First published in Prague in 1936 Karel Čapek’s War with the Newts is a satire on the ruthless exploitation of colonies by European imperial powers. As well as historical examples Čapek was living through a time when this was still very much to the fore – European countries pillaging resources of militarily weaker nations and exploiting native populations for cheap labour. Czechoslovakia was threatened by German chauvinistic nationalism and their was not dissimilar behaviour by Britain (England) and France so the author has plenty material to hand to work from. In War with the Newts he exposes and ridicules the crushing ruthlessness of colonialism and needless to say his novel fell foul of Nazi censorship.

Captain van Toch recognises the value in exploiting Sumatra’s giant newts – for they are intelligent and skilful creatures. All goes to plan for a time but the plan has a flaw – the very intelligence that attracted him to exploit the newts means they are capable of out-smarting  their human enslavers. Like all the best exploited creatures – they rise up against their tyrants.

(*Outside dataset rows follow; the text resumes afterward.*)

//! Soarscape - a flap-through-gaps arcade game
//!
//! Core modules:
//! - `sim`: Deterministic simulation (physics, spawning, collisions)
//! - `renderer`: Canvas2D pixel-art rendering pipeline
//! - `flow`: Game flow controller (consent/idle/playing/over)
//! - `platform`: Browser/native storage abstraction
//! - `audio`: Fire-and-forget audio clips
//! - `prefs`: Persisted preferences and high score

pub mod audio;
pub mod flow;
pub mod platform;
pub mod prefs;
pub mod renderer;
pub mod sim;

pub use flow::{GameFlow, Phase};
pub use prefs::Prefs;

use serde::{Deserialize, Serialize};

/// Game configuration constants
pub mod consts {
    /// Fixed simulation rate - one tick per display frame at 60 Hz
    pub const TICK_HZ: u32 = 60;
    /// Fixed tick duration in seconds
    pub const TICK_DT: f64 = 1.0 / TICK_HZ as f64;
    /// Maximum ticks per frame to prevent spiral of death
    pub const MAX_TICKS_PER_FRAME: u32 = 8;

    /// Player sprite draw size (rendered from a 40x40 bitmap)
    pub const PLAYER_WIDTH: f32 = 55.0;
    pub const PLAYER_HEIGHT: f32 = 55.0;

    /// Downward acceleration per tick
    pub const GRAVITY: f32 = 0.3;
    /// Velocity assigned (not added) on a jump
    pub const JUMP_IMPULSE: f32 = -7.0;
    /// Tilt angle per unit of vertical velocity (degrees)
    pub const ROTATION_GAIN: f32 = 5.0;
    pub const ROTATION_MIN_DEG: f32 = -20.0;
    pub const ROTATION_MAX_DEG: f32 = 90.0;

    /// Pipe defaults
    pub const PIPE_WIDTH: f32 = 80.0;
    /// Gap height as a fraction of canvas height
    pub const PIPE_GAP_FRACTION: f32 = 0.28;
    /// Pipes spawn no closer than this to the top or bottom edge
    pub const PIPE_SPAWN_MARGIN: f32 = 80.0;
    /// Ticks between pipe spawns
    pub const PIPE_SPAWN_INTERVAL: u64 = 120;
    /// Leftward scroll per tick (pipes and coins move in lockstep)
    pub const SCROLL_SPEED: f32 = 2.5;
    /// Head cap of a pipe segment
    pub const PIPE_HEAD_HEIGHT: f32 = 40.0;
    /// Head cap sticks out this far on each side of the body
    pub const PIPE_HEAD_OVERHANG: f32 = 8.0;
    /// Extra off-screen allowance before a pipe is pruned
    pub const PIPE_PRUNE_MARGIN: f32 = 16.0;

    /// Coin draw size (rendered from a 20x20 bitmap)
    pub const COIN_SIZE: f32 = 30.0;
    /// Score awarded per coin pickup
    pub const COIN_BOUNTY: u64 = 100;

    /// Height of the ground strip at the bottom of the viewport
    pub const GROUND_HEIGHT: f32 = 80.0;

    /// Trees scroll at this multiple of the pipe speed (parallax)
    pub const TREE_PARALLAX: f32 = 0.5;
}

/// Viewport dimensions in canvas pixels.
///
/// Size-derived values (gap height, ground line) are recomputed from
/// this whenever the drawing surface resizes.
#[derive(Debug, Clone, Copy, PartialEq, Serialize, Deserialize)]
pub struct Viewport {
    pub width: f32,
    pub height: f32,
}

impl Default for Viewport {
    fn default() -> Self {
        Self {
            width: 480.0,
            height: 640.0,
        }
    }
}

impl Viewport {
    pub fn new(width: f32, height: f32) -> Self {
        Self { width, height }
    }

    /// Vertical open space between a pipe pair's segments
    #[inline]
    pub fn gap_height(&self) -> f32 {
        self.height * consts::PIPE_GAP_FRACTION
    }

    /// Y coordinate of the top of the ground strip
    #[inline]
    pub fn ground_line(&self) -> f32 {
        self.height - consts::GROUND_HEIGHT
    }
}

/// Clamp the cosmetic tilt derived from vertical velocity
#[inline]
pub fn rotation_for_velocity(velocity_y: f32) -> f32 {
    (velocity_y * consts::ROTATION_GAIN).clamp(consts::ROTATION_MIN_DEG, consts::ROTATION_MAX_DEG)
}

#[cfg(test)]
mod tests {
    use super::*;

    #[test]
    fn test_viewport_derived_values() {
        let vp = Viewport::new(480.0, 640.0);
        assert!((vp.gap_height() - 640.0 * 0.28).abs() < f32::EPSILON);
        assert!((vp.ground_line() - 560.0).abs() < f32::EPSILON);
    }

    #[test]
    fn test_rotation_clamped() {
        assert_eq!(rotation_for_velocity(-100.0), -20.0);
        assert_eq!(rotation_for_velocity(100.0), 90.0);
        assert_eq!(rotation_for_velocity(2.0), 10.0);
    }
}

War with the Newts has a complex and innovative structure and is divided into three books. Book one examines the ‘Strange Behaviour of Captain van Toch’ – a man who casts a cynical eye over his fellow humans – or are they human? This Dutch ship’s captain is savagely racist and xenophobic. When informed the native Bataks are devils, Toch retorts –  

Man, there aren’t any devils. And if there were, they would look like Europeans. That thing must have been some kind of fish or something.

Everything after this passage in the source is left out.